Comment on Yang et al. Natural Variation in Interleukin-2 Sensitivity Influences Regulatory T-Cell Frequency and Function in Individuals With Long-standing Type 1 Diabetes. Diabetes 2015;64:3891–3902 Open Access

We appreciate the work of Yang et al. (1) in clearly defining two diametrically opposite groups of interleukin (IL)-2 responders among subjects with type 1 diabetes (T1D). Their finding was correlated with regulatory T-cell (Treg) function, allowing for the stratification of T1D subjects prior to potential low-dose IL-2 therapy. They also challenged Tregs to low IL-2 in vitro and explored differential Treg apoptosis between these two strata.

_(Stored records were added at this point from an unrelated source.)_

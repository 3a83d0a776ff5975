use super::entities::safety_records;
use super::{db_error, parse_id, update_error};
use async_trait::async_trait;
use domain::DomainError;
use domain::clock::{format_date, parse_date};
use domain::safety::{NewSafetyRecord, RegulationType, SafetyRecord, SafetyRepository};
use sea_orm::{
    ActiveModelTrait, ColumnTrait, DatabaseConnection, EntityTrait, NotSet, QueryFilter,
    QueryOrder, Set,
};

pub struct SeaOrmSafetyRepository {
    db: DatabaseConnection,
}

impl SeaOrmSafetyRepository {
    pub fn new(db: DatabaseConnection) -> Self {
        Self { db }
    }

    fn model_to_record(model: safety_records::Model) -> Result<SafetyRecord, DomainError> {
        Ok(SafetyRecord {
            id: model.id.to_string(),
            nr_type: model.nr_type.parse()?,
            asset_name: model.asset_name,
            description: model.description,
            last_inspection: parse_date(&model.last_inspection)?,
            next_inspection: parse_date(&model.next_inspection)?,
            status: model.status.parse()?,
            responsible: model.responsible,
            document_url: model.document_url,
        })
    }
}

#[async_trait]
impl SafetyRepository for SeaOrmSafetyRepository {
    async fn find_by_regulation(
        &self,
        nr_type: RegulationType,
    ) -> Result<Vec<SafetyRecord>, DomainError> {
        let models = safety_records::Entity::find()
            .filter(safety_records::Column::NrType.eq(nr_type.as_str()))
            .order_by_asc(safety_records::Column::NextInspection)
            .all(&self.db)
            .await
            .map_err(db_error)?;

        models.into_iter().map(Self::model_to_record).collect()
    }

    async fn insert(&self, draft: NewSafetyRecord) -> Result<SafetyRecord, DomainError> {
        let active_model = safety_records::ActiveModel {
            id: NotSet,
            nr_type: Set(draft.nr_type.as_str().to_string()),
            asset_name: Set(draft.asset_name),
            description: Set(draft.description),
            last_inspection: Set(format_date(draft.last_inspection)),
            next_inspection: Set(format_date(draft.next_inspection)),
            status: Set(draft.status.as_str().to_string()),
            responsible: Set(draft.responsible),
            document_url: Set(draft.document_url),
        };

        let model = active_model.insert(&self.db).await.map_err(db_error)?;
        Self::model_to_record(model)
    }

    async fn save(&self, record: &SafetyRecord) -> Result<(), DomainError> {
        let active_model = safety_records::ActiveModel {
            id: Set(parse_id(&record.id)?),
            nr_type: Set(record.nr_type.as_str().to_string()),
            asset_name: Set(record.asset_name.clone()),
            description: Set(record.description.clone()),
            last_inspection: Set(format_date(record.last_inspection)),
            next_inspection: Set(format_date(record.next_inspection)),
            status: Set(record.status.as_str().to_string()),
            responsible: Set(record.responsible.clone()),
            document_url: Set(record.document_url.clone()),
        };

        active_model
            .update(&self.db)
            .await
            .map_err(|e| update_error("Safety record", &record.id, e))?;
        Ok(())
    }

    async fn delete(&self, id: &str) -> Result<(), DomainError> {
        let result = safety_records::Entity::delete_by_id(parse_id(id)?)
            .exec(&self.db)
            .await
            .map_err(db_error)?;

        if result.rows_affected == 0 {
            return Err(DomainError::not_found("Safety record", id));
        }
        Ok(())
    }
}
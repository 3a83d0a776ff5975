use super::{FacilityStore, fell_back, falls_back, mirrored, require_text};
use domain::DomainError;
use domain::equipment::{Equipment, NewEquipment};
use domain::reservation::ReservationCategory;
use tracing::info;

impl FacilityStore {
    /// Equipment ordered by name. Hidden ids never show up; inactive items
    /// only when `include_inactive` is set.
    pub async fn get_equipment(&self, include_inactive: bool) -> Result<Vec<Equipment>, DomainError> {
        let mut items = self.list_equipment(include_inactive).await?;
        let hidden = self.blacklist.hidden_ids().await?;
        items.retain(|e| !hidden.contains(&e.id));
        Ok(items)
    }

    /// Active equipment a reservation of `category` can book.
    pub async fn get_bookable_equipment(
        &self,
        category: ReservationCategory,
    ) -> Result<Vec<Equipment>, DomainError> {
        let mut items = self.get_equipment(false).await?;
        items.retain(|e| category.accepts(e.kind));
        Ok(items)
    }

    async fn list_equipment(&self, include_inactive: bool) -> Result<Vec<Equipment>, DomainError> {
        if let Some(remote) = &self.remote {
            match remote.equipment.find_all(include_inactive).await {
                Ok(items) => {
                    mirrored("get_equipment", self.local.equipment.save_all(&items).await);
                    return Ok(items);
                }
                Err(e) if falls_back(&e) => fell_back("get_equipment", &e),
                Err(e) => return Err(e),
            }
        }
        self.local.equipment.find_all(include_inactive).await
    }

    async fn find_equipment(&self, id: &str) -> Result<Equipment, DomainError> {
        if let Some(remote) = &self.remote {
            match remote.equipment.find_by_id(id).await {
                Ok(Some(item)) => return Ok(item),
                Ok(None) => return Err(DomainError::not_found("Equipment", id)),
                Err(e) if falls_back(&e) => fell_back("find_equipment", &e),
                Err(e) => return Err(e),
            }
        }
        self.local
            .equipment
            .find_by_id(id)
            .await?
            .ok_or_else(|| DomainError::not_found("Equipment", id))
    }

    pub async fn create_equipment(&self, draft: NewEquipment) -> Result<Equipment, DomainError> {
        require_text("Equipment name", &draft.name)?;

        if let Some(remote) = &self.remote {
            match remote.equipment.insert(draft.clone()).await {
                Ok(item) => {
                    mirrored(
                        "create_equipment",
                        self.local.equipment.save_all(std::slice::from_ref(&item)).await,
                    );
                    info!(id = %item.id, name = %item.name, "Equipment created");
                    return Ok(item);
                }
                Err(e) if falls_back(&e) => fell_back("create_equipment", &e),
                Err(e) => return Err(e),
            }
        }
        let item = self.local.equipment.insert(draft).await?;
        info!(id = %item.id, name = %item.name, "Equipment created locally");
        Ok(item)
    }

    pub async fn update_equipment(&self, item: &Equipment) -> Result<(), DomainError> {
        require_text("Equipment name", &item.name)?;

        if let Some(remote) = &self.remote {
            match remote.equipment.save(item).await {
                Ok(()) => {
                    mirrored(
                        "update_equipment",
                        self.local.equipment.save_all(std::slice::from_ref(item)).await,
                    );
                    return Ok(());
                }
                Err(e) if falls_back(&e) => fell_back("update_equipment", &e),
                Err(e) => return Err(e),
            }
        }
        self.local.equipment.save(item).await
    }

    pub async fn set_equipment_active(
        &self,
        id: &str,
        active: bool,
    ) -> Result<Equipment, DomainError> {
        let mut item = self.find_equipment(id).await?;
        item.is_active = active;
        self.update_equipment(&item).await?;
        Ok(item)
    }

    /// Equipment is never deleted, only hidden from every listing.
    pub async fn hide_equipment(&self, id: &str) -> Result<(), DomainError> {
        self.blacklist.hide(id).await?;
        info!(id, "Equipment hidden");
        Ok(())
    }
}
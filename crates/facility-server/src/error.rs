use axum::{
    http::StatusCode,
    response::{IntoResponse, Json, Response},
};
use domain::DomainError;
use serde_json::json;
use tracing::error;

/// `DomainError` rendered as `{"error": "..."}` with a matching status code.
#[derive(Debug)]
pub struct ApiError(pub DomainError);

impl From<DomainError> for ApiError {
    fn from(err: DomainError) -> Self {
        Self(err)
    }
}

impl ApiError {
    pub fn status(&self) -> StatusCode {
        match &self.0 {
            DomainError::NotFound { .. } => StatusCode::NOT_FOUND,
            DomainError::ReservationConflict { .. } => StatusCode::CONFLICT,
            DomainError::Unauthorized => StatusCode::UNAUTHORIZED,
            DomainError::InvalidId(_)
            | DomainError::InvalidValue(_)
            | DomainError::InvalidTimeRange { .. } => StatusCode::UNPROCESSABLE_ENTITY,
            DomainError::Storage(_) => StatusCode::SERVICE_UNAVAILABLE,
        }
    }
}

impl IntoResponse for ApiError {
    fn into_response(self) -> Response {
        let status = self.status();
        if status.is_server_error() {
            error!(error = %self.0, "Request failed");
        }
        (status, Json(json!({ "error": self.0.to_string() }))).into_response()
    }
}

pub type ApiResult<T> = Result<T, ApiError>;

Specifically, they investigated Treg apoptosis primarily in long-standing T1D, finding no difference. They cited our articles as showing such a difference and implicate cryopreservation or differences in culture conditions as possible explanations for the discrepancies between our two studies. We would like to point out that we investigated phenotype differences in Treg apoptosis, and our initial work was not stratified on IL-2 response (2). We investigated subjects with newly diagnosed T1D (NDT1D) within 1 year of diagnosis and found significantly enhanced, spontaneous Treg apoptosis compared with both control and long-standing T1D subjects. Increased apoptosis was also found in at-risk (multiple autoantibody-positive) first-degree relatives of NDT1D subjects. All analyses were performed on fresh, FACS-sorted cells within 1 h after isolation. Only later did we test the effect of IL-2 deprivation on Tregs, but isolated from normal subjects, again without stratification (3). On the basis of our work and the present complementary, more comprehensive work of Yang et al. (1), we agree that NDT1D subjects would benefit greatly from low doses of IL-2, decreasing Treg apoptosis, improving function, and possibly increasing Treg numbers, which would slow β-cell destruction. We also support their call for more research in this area.